The Staden DNA sequence analysis package was used for further genome assembly of the long sequence contigs generated by SSAKE [172], [173]. The Pregap function was used to process and rename all contigs, which were then assembled using the standard “independent assembly” function of Gap4, with default settings. Contigs were sorted into descending size order and outputted as a normal consensus. This generated a multi-line FASTA formatted file that we inputted to NCBI's blast2seq program [174], for comparison to the PRV mosaic reference genome (Accession number NC_006151) [30]. This program produced pairwise alignments of each contig against the reference genome, allowing us to order the contigs along the genome and to flag potential bad joins generated by the assemblers. Contigs with suspicious joins were visually inspected in the Gap4 Contig Editor. These joins often occurred at extended runs of Gs or Cs, where disparate regions of the genome were joined solely as a result of overlapping mono-nucleotide stretches. The final assembly was created in gap4 by manually joining the minimum possible number of contigs. Final genome assemblies were further improved by PCR validation and repeat expansion, and verified by RFLP analysis (see below). All genome sequences are deposited with annotations (described below) in the NCBI Nucleotide (GenBank) collection: PRV Bartha: JF797217, PRV Kaplan: JF797218, PRV Becker: JF797219.
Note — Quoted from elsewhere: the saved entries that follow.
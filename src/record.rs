//! Labeled ROI records and their on-disk collision policy.

use crate::grid::GridCell;
use serde::{Deserialize, Serialize};
use std::path::{Path, PathBuf};
use thiserror::Error;

#[derive(Error, Debug)]
pub enum RecordError {
    #[error("Failed to write label file {path:?}: {source}")]
    FileWrite {
        path: PathBuf,
        #[source]
        source: std::io::Error,
    },

    #[error("Failed to read label file {path:?}: {source}")]
    Read {
        path: PathBuf,
        #[source]
        source: std::io::Error,
    },

    #[error("JSON error: {0}")]
    Json(#[from] serde_json::Error),
}

/// What gets persisted for one labeled image.
#[derive(Clone, Debug, PartialEq, Eq, Serialize, Deserialize)]
pub struct LabelRecord {
    /// Absolute path of the source image
    pub image_path: String,
    pub roi: Vec<GridCell>,
    /// `(height, width)` of the image the cells were picked on
    pub image_size: (u32, u32),
    pub label: String,
}

/// A record waiting for its label, together with the file it is routed to.
#[derive(Clone, Debug, PartialEq, Eq)]
pub struct PendingLabel {
    pub path: PathBuf,
    pub image_path: String,
    pub roi: Vec<GridCell>,
    pub image_size: (u32, u32),
}

impl PendingLabel {
    pub fn with_label(&self, label: impl Into<String>) -> LabelRecord {
        LabelRecord {
            image_path: self.image_path.clone(),
            roi: self.roi.clone(),
            image_size: self.image_size,
            label: label.into(),
        }
    }
}

/// Asked before a record replaces one with the same label.
pub trait ConfirmOverwrite {
    fn confirm_overwrite(&mut self, path: &Path) -> bool;
}

impl<F> ConfirmOverwrite for F
where
    F: FnMut(&Path) -> bool,
{
    fn confirm_overwrite(&mut self, path: &Path) -> bool {
        self(path)
    }
}

/// Used when there is nobody to ask.
pub struct AlwaysOverwrite;

impl ConfirmOverwrite for AlwaysOverwrite {
    fn confirm_overwrite(&mut self, _path: &Path) -> bool {
        true
    }
}

#[derive(Clone, Debug, PartialEq, Eq)]
pub enum SaveOutcome {
    /// No earlier record existed at the target
    Created(PathBuf),
    /// The target held a different label; written next to it instead
    Diverted(PathBuf),
    /// Replaced an earlier record with the same label
    Overwritten(PathBuf),
    /// Same label already saved and the user kept it
    Declined,
}

impl SaveOutcome {
    pub fn written_path(&self) -> Option<&Path> {
        match self {
            SaveOutcome::Created(p) | SaveOutcome::Diverted(p) | SaveOutcome::Overwritten(p) => {
                Some(p)
            }
            SaveOutcome::Declined => None,
        }
    }
}

/// Base name of a file: everything before the first `.` of its file name.
pub fn file_stem(path: &Path) -> String {
    let name = path
        .file_name()
        .unwrap_or_default()
        .to_string_lossy()
        .to_string();
    match name.split_once('.') {
        Some((stem, _)) => stem.to_string(),
        None => name,
    }
}

/// `<save_dir>/<image stem>.json`
pub fn record_path(save_dir: &Path, image_path: &Path) -> PathBuf {
    save_dir.join(format!("{}.json", file_stem(image_path)))
}

/// `<dir>/<stem>_<label>.<ext>` next to `target`.
pub fn alternate_path(target: &Path, label: &str) -> PathBuf {
    numbered_alternate_path(target, label, 0)
}

/// [`alternate_path`] with a `_<n>` suffix for `n > 0`.
pub fn numbered_alternate_path(target: &Path, label: &str, n: u32) -> PathBuf {
    let stem = file_stem(target);
    let ext = target
        .extension()
        .map(|e| e.to_string_lossy().to_string())
        .unwrap_or_else(|| "json".to_string());
    let label = filename_safe(label);
    let name = match n {
        0 => format!("{stem}_{label}.{ext}"),
        n => format!("{stem}_{label}_{n}.{ext}"),
    };
    target.with_file_name(name)
}

// Labels are free text; keep them from escaping the save directory.
fn filename_safe(label: &str) -> String {
    label
        .chars()
        .map(|c| match c {
            '/' | '\\' | ':' | '*' | '?' | '"' | '<' | '>' | '|' => '_',
            c if c.is_control() => '_',
            c => c,
        })
        .collect()
}

pub fn load(path: &Path) -> Result<LabelRecord, RecordError> {
    let data = std::fs::read_to_string(path).map_err(|source| RecordError::Read {
        path: path.to_path_buf(),
        source,
    })?;
    Ok(serde_json::from_str(&data)?)
}

fn write(record: &LabelRecord, path: &Path) -> Result<(), RecordError> {
    let data = serde_json::to_string_pretty(record)?;
    std::fs::write(path, data).map_err(|source| RecordError::FileWrite {
        path: path.to_path_buf(),
        source,
    })
}

// `None` when the file cannot be read as a record.
fn stored_label(path: &Path) -> Option<String> {
    match load(path) {
        Ok(previous) => Some(previous.label),
        Err(e) => {
            log::warn!("Existing label file is unreadable, keeping it: {e}");
            None
        }
    }
}

/// Write `record` to `path`, asking first when a record with the same label
/// is already there. `None` means `path` holds something else.
fn write_unless_other_label(
    record: &LabelRecord,
    path: &Path,
    confirm: &mut dyn ConfirmOverwrite,
) -> Result<Option<Written>, RecordError> {
    if !path.exists() {
        write(record, path)?;
        log::info!("Saved label {:?} to {}", record.label, path.display());
        return Ok(Some(Written::Created));
    }
    if stored_label(path).as_deref() != Some(record.label.as_str()) {
        return Ok(None);
    }
    if !confirm.confirm_overwrite(path) {
        log::info!("Overwrite of {} declined", path.display());
        return Ok(Some(Written::Declined));
    }
    write(record, path)?;
    log::info!("Overwrote label {:?} in {}", record.label, path.display());
    Ok(Some(Written::Overwritten))
}

enum Written {
    Created,
    Overwritten,
    Declined,
}

/// Persist `record` at `target`, never clobbering a record with another label.
///
/// When `target` holds another label the record goes to
/// [`alternate_path`], then to `_1`, `_2`, ... variants of it until a free
/// slot or one with the same label is found.
pub fn save(
    record: &LabelRecord,
    target: &Path,
    confirm: &mut dyn ConfirmOverwrite,
) -> Result<SaveOutcome, RecordError> {
    match write_unless_other_label(record, target, confirm)? {
        Some(Written::Created) => return Ok(SaveOutcome::Created(target.to_path_buf())),
        Some(Written::Overwritten) => return Ok(SaveOutcome::Overwritten(target.to_path_buf())),
        Some(Written::Declined) => return Ok(SaveOutcome::Declined),
        None => {}
    }

    let mut n = 0;
    loop {
        let alternate = numbered_alternate_path(target, &record.label, n);
        match write_unless_other_label(record, &alternate, confirm)? {
            Some(Written::Declined) => return Ok(SaveOutcome::Declined),
            Some(_) => {
                log::info!(
                    "{} holds a different label, saved to {} instead",
                    target.display(),
                    alternate.display()
                );
                return Ok(SaveOutcome::Diverted(alternate));
            }
            None => log::debug!("{} holds a different label", alternate.display()),
        }
        n += 1;
    }
}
Annotation of genes and coding sequences
Annotation of the new PRV genome sequences was created by BLAST homology-based transfer of annotations from the prior mosaic reference genome (NC_006151) to PRV Kaplan, using previously described scripts [81], [174]. Annotations of PRV Kaplan were then similarly transferred to PRV Becker and Bartha. Scripts for automated annotation transfer are available for download at http://genomics-pubs.princeton.edu/prv. Annotation transfer can fail when several base pairs of divergence or indels occur at the gene boundaries; these instances were addressed by manually varying the BLAST parameters to improve alignment and/or visually inspecting a pairwise alignment of the new strain against the reference. Entrez Gene IDs for all PRV, HSV-1 and VZV genes are listed in text format in Text S1, as well as hyperlinked in Table S6.
Sequence alignment
The completed PRV genomes were aligned using the mVista genomics analysis tool with global LAGAN alignment [175], [176]. The VISTA Browser was used to visualize genome-wide conservation based on this alignment. The VZV genome (NC_001348) was used as an outgroup for tree generation in MacVector v11.1.2 (MacVector, Inc.) by the neighbor-joining method. One thousand rounds of bootstrap analysis provided confidence values for the branch points. Similar trees were obtained using alternative methods, such as clustering by the unweighted pair-group method with arithmetic mean (UPGMA) or following the precedent of single-gene comparison of the variable gC (UL44) nucleotide sequence [33], [34], [177].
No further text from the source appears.